WORK INSTRUCTION — In the following material, identify every line holding the string "status" and return it.

DATA —
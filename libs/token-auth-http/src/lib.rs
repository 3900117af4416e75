#![cfg_attr(coverage_nightly, feature(coverage_attribute))]
#![warn(warnings)]

//! HTTP transport for authenticated sessions
//!
//! A hyper-based client with:
//! - TLS via rustls (HTTPS only unless plain HTTP is explicitly allowed)
//! - Connection pooling
//! - A per-request timeout
//! - User-Agent header injection
//! - Body-size limits on every response reader
//!
//! Every HTTP status comes back from `send()` as `Ok`; interpreting the
//! status is left to the caller.
//!
//! # Example
//!
//! ```ignore
//! use token_auth_http::HttpClient;
//! use std::time::Duration;
//!
//! let client = HttpClient::builder()
//!     .timeout(Duration::from_secs(10))
//!     .user_agent("my-app/1.0")
//!     .build()?;
//!
//! let resp = client.get("https://example.com/api").send().await?;
//! if resp.status() == http::StatusCode::OK {
//!     let body = resp.bytes().await?;
//! }
//! ```

mod builder;
mod client;
mod config;
mod error;
mod layers;
mod request;
mod response;
pub mod tls;

pub use builder::HttpClientBuilder;
pub use client::{ClientService, HttpClient};
pub use config::{DEFAULT_USER_AGENT, HttpClientConfig, TlsRootConfig, TransportSecurity};
pub use error::{HttpError, InvalidUriKind};
pub use layers::{UserAgentLayer, UserAgentService};
pub use request::RequestBuilder;
pub use response::{ERROR_BODY_PREVIEW_LIMIT, HttpResponse, ResponseBody};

COMPLETED TASK —
//! Every HTTP status comes back from `send()` as `Ok`; interpreting the
//! status is left to the caller.
//! if resp.status() == http::StatusCode::OK {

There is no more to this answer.